American snack company

Link Snacks, Inc., better known as Jack Link's Protein Snacks, or simply Jack Link's, is an American snack company best known as the producer and marketer of the eponymous brand of beef jerky. It was founded by John 'Jack' Link in 1986, using the recipes of his great-grandfather, Chris Link, a master sausage maker from Germany. They are known for their "Messin' with Sasquatch" ads.

In addition to their original facility in Minong, Wisconsin, the company also has facilities in North America including in New Glarus, Wisconsin; Alpena, South Dakota; Mankato, Minnesota; Laurens, Iowa; Underwood, Iowa; Mississauga, Ontario; Perry, Georgia and its marketing office in Minneapolis.

On April 1, 2014, Jack Link's bought Unilever's meat snack division in an attempt to expand its consumer base into Europe. The purchase includes the BiFi brand, sold across Europe and Peperami, which retails in the UK, Ireland and Mexico; and the manufacturing unit in Ansbach, Germany.

In addition to traditional beef jerky, the company also manufactures bacon jerky, made with salt-and-sugar cured pork meat.

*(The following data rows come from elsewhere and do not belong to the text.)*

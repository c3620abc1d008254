//! Follow-up subagent — schedules reengagement plans. Never sends anything;
//! the executor loop owns delivery.

use std::sync::Arc;

use async_trait::async_trait;
use chrono::{DateTime, Duration, Utc};

use solis_core::types::{FollowUpKind, LeadId};
use solis_store::types::FollowUp;
use solis_store::Store;

use crate::error::Result;

use super::{Subagent, SubagentOutcome, TurnContext};

pub struct FollowUpAgent {
    store: Arc<Store>,
}

impl FollowUpAgent {
    pub fn new(store: Arc<Store>) -> Self {
        Self { store }
    }

    /// Persist a follow-up plan row for the executor to pick up.
    pub fn schedule_plan(
        &self,
        lead_id: &LeadId,
        kind: FollowUpKind,
        due_at: DateTime<Utc>,
        template_key: &str,
    ) -> Result<FollowUp> {
        Ok(self.store.schedule_follow_up(lead_id, kind, due_at, template_key)?)
    }

    /// A 30-minute reengagement, unless one is already waiting.
    pub fn ensure_reengagement(&self, lead_id: &LeadId, now: DateTime<Utc>) -> Result<Option<FollowUp>> {
        if self.store.has_pending_reengagement(lead_id)? {
            return Ok(None);
        }
        let fu = self.schedule_plan(
            lead_id,
            FollowUpKind::Reengage30m,
            now + Duration::minutes(30),
            "reengage_first",
        )?;
        Ok(Some(fu))
    }
}

#[async_trait]
impl Subagent for FollowUpAgent {
    fn name(&self) -> &str {
        "follow_up"
    }

    /// "Me chama depois" → a 24h reengagement and a friendly confirmation.
    async fn handle(&self, ctx: &TurnContext<'_>) -> Result<SubagentOutcome> {
        let fu = self.schedule_plan(
            &ctx.lead.id,
            FollowUpKind::Reengage24h,
            ctx.now + Duration::hours(24),
            "reengage_requested",
        )?;

        let mut outcome = SubagentOutcome {
            reply: "Claro! Te chamo de novo amanhã então. Qualquer coisa antes disso, \
                    é só mandar mensagem. 😊"
                .to_string(),
            ..Default::default()
        };
        outcome.analytics.push((
            "followup_requested".to_string(),
            serde_json::json!({ "follow_up_id": fu.id, "due_at": fu.due_at.to_rfc3339() }),
        ));
        Ok(outcome)
    }
}

#[cfg(test)]
mod tests {
    use super::*;
    use solis_core::types::Phone;
    use solis_store::types::LeadPatch;

    #[test]
    fn ensure_reengagement_is_idempotent() {
        let store = Arc::new(Store::in_memory().unwrap());
        let lead = store
            .upsert_lead_by_phone(&Phone::new("+5581988887777"), LeadPatch::default())
            .unwrap();
        let agent = FollowUpAgent::new(Arc::clone(&store));

        let first = agent.ensure_reengagement(&lead.id, Utc::now()).unwrap();
        assert!(first.is_some());
        let second = agent.ensure_reengagement(&lead.id, Utc::now()).unwrap();
        assert!(second.is_none(), "a second pending reengagement was created");
    }
}
pub mod client;
pub mod error;
pub mod types;

pub use client::CalendarClient;
pub use error::{CalendarError, Result};
pub use types::{EventDraft, EventPatch, ExternalEvent};
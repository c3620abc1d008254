//! Meeting reminder loop — 24h / 2h / 30m before each confirmed event.
//!
//! Flag discipline: the sent flag for a slot is only set after a successful
//! send, so a failed send retries on the next tick (up to the attempt cap).
//! When an event is booked inside a threshold (e.g. two hours before the
//! start), the larger thresholds are suppressed rather than fired late.

use std::sync::Arc;

use chrono::{DateTime, Utc};
use tokio::sync::watch;
use tracing::{error, info, warn};

use solis_store::types::{CalendarEventRecord, ReminderSlot};
use solis_store::Store;
use solis_whatsapp::HumanizedSender;

use crate::error::Result;
use crate::templates;

pub struct ReminderLoop {
    store: Arc<Store>,
    sender: Arc<HumanizedSender>,
    tick_sec: u64,
    max_attempts: u32,
}

impl ReminderLoop {
    pub fn new(
        store: Arc<Store>,
        sender: Arc<HumanizedSender>,
        tick_sec: u64,
        max_attempts: u32,
    ) -> Self {
        Self {
            store,
            sender,
            tick_sec,
            max_attempts,
        }
    }

    pub async fn run(self, mut shutdown: watch::Receiver<bool>) {
        info!(tick_sec = self.tick_sec, "reminder loop started");
        let mut interval = tokio::time::interval(std::time::Duration::from_secs(self.tick_sec));
        loop {
            tokio::select! {
                _ = interval.tick() => {
                    if let Err(e) = self.tick(Utc::now()).await {
                        error!("reminder tick error: {e}");
                    }
                }
                _ = shutdown.changed() => {
                    if *shutdown.borrow() {
                        info!("reminder loop shutting down");
                        break;
                    }
                }
            }
        }
    }

    /// One pass over the confirmed events. Public for tests.
    pub async fn tick(&self, now: DateTime<Utc>) -> Result<()> {
        for event in self.store.confirmed_events(now)? {
            if let Err(e) = self.process_event(&event, now).await {
                warn!(event_id = %event.id, error = %e, "reminder processing failed");
            }
        }
        Ok(())
    }

    async fn process_event(&self, event: &CalendarEventRecord, now: DateTime<Utc>) -> Result<()> {
        if now >= event.start_at {
            return Ok(()); // meeting already started, nothing to remind
        }

        // Thresholds crossed but not yet sent, largest lead time first.
        let crossed: Vec<ReminderSlot> = [ReminderSlot::H24, ReminderSlot::H2, ReminderSlot::M30]
            .into_iter()
            .filter(|slot| !slot_sent(event, *slot))
            .filter(|slot| now >= event.start_at - slot.lead_time())
            .collect();

        let Some(active) = crossed.last().copied() else {
            return Ok(());
        };

        // Suppress the stale larger thresholds instead of firing them late.
        for slot in &crossed {
            if *slot != active {
                self.store.set_reminder_sent(&event.id, *slot)?;
                let _ = self.store.record_event(
                    "reminder_suppressed",
                    Some(&event.lead_id),
                    serde_json::json!({ "slot": slot.column() }),
                );
            }
        }

        if slot_attempts(event, active) >= self.max_attempts {
            return Ok(());
        }
        self.store.record_reminder_attempt(&event.id, active)?;

        let lead = self.store.get_lead(&event.lead_id)?;
        let template_key = match active {
            ReminderSlot::H24 => "reminder_24h",
            ReminderSlot::H2 => "reminder_2h",
            ReminderSlot::M30 => "reminder_30m",
        };
        let text = templates::render_reminder(template_key, &lead, event.start_at);

        match self.sender.send(&lead.phone, &text).await {
            Ok(report) if report.all_sent() => {
                self.store.set_reminder_sent(&event.id, active)?;
                let _ = self.store.record_event(
                    "reminder_sent",
                    Some(&lead.id),
                    serde_json::json!({ "slot": active.column(), "event_id": event.id }),
                );
                info!(event_id = %event.id, slot = active.column(), "reminder sent");
            }
            Ok(_) | Err(_) => {
                // Flag stays false; the next tick retries until the cap.
                warn!(event_id = %event.id, slot = active.column(), "reminder send failed");
            }
        }
        Ok(())
    }
}

fn slot_sent(event: &CalendarEventRecord, slot: ReminderSlot) -> bool {
    match slot {
        ReminderSlot::H24 => event.reminder_24h_sent,
        ReminderSlot::H2 => event.reminder_2h_sent,
        ReminderSlot::M30 => event.reminder_30m_sent,
    }
}

fn slot_attempts(event: &CalendarEventRecord, slot: ReminderSlot) -> u32 {
    match slot {
        ReminderSlot::H24 => event.reminder_24h_attempts,
        ReminderSlot::H2 => event.reminder_2h_attempts,
        ReminderSlot::M30 => event.reminder_30m_attempts,
    }
}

In 2019 Jack Links acquired the Golden Island brand from Tyson Foods.

==Advertising==
In 2013, they signed a sponsorship deal with the Seattle Mariners. In April 2015 Jack Link's Beef Jerky changed its logo "to better represent the brand’s 'Feed Your Wild Side' positioning and overall appeal." This new logo was designed by Davis Design of Mississauga, Ontario. In 2017, Jack Link's extended its "Messin' with Sasquatch" ad campaign to feature NBA player Karl-Anthony Towns. The company also employs a nutritionist, Christina Meyer-Jax, to explain the dietary value of protein as part of their marketing.

== Controversy ==

In December 2021, six European supermarket chains, including two owned by the Dutch firm Ahold Delhaize and a Carrefour subsidiary, said they would stop selling some or all beef products from Brazil. The companies' decision was made due to suspected ties with the clearing of segments of the Amazon rainforest for local cattle farming. JBS, the world's largest meatpacker, and Jack Link's each source cattle from Brazil.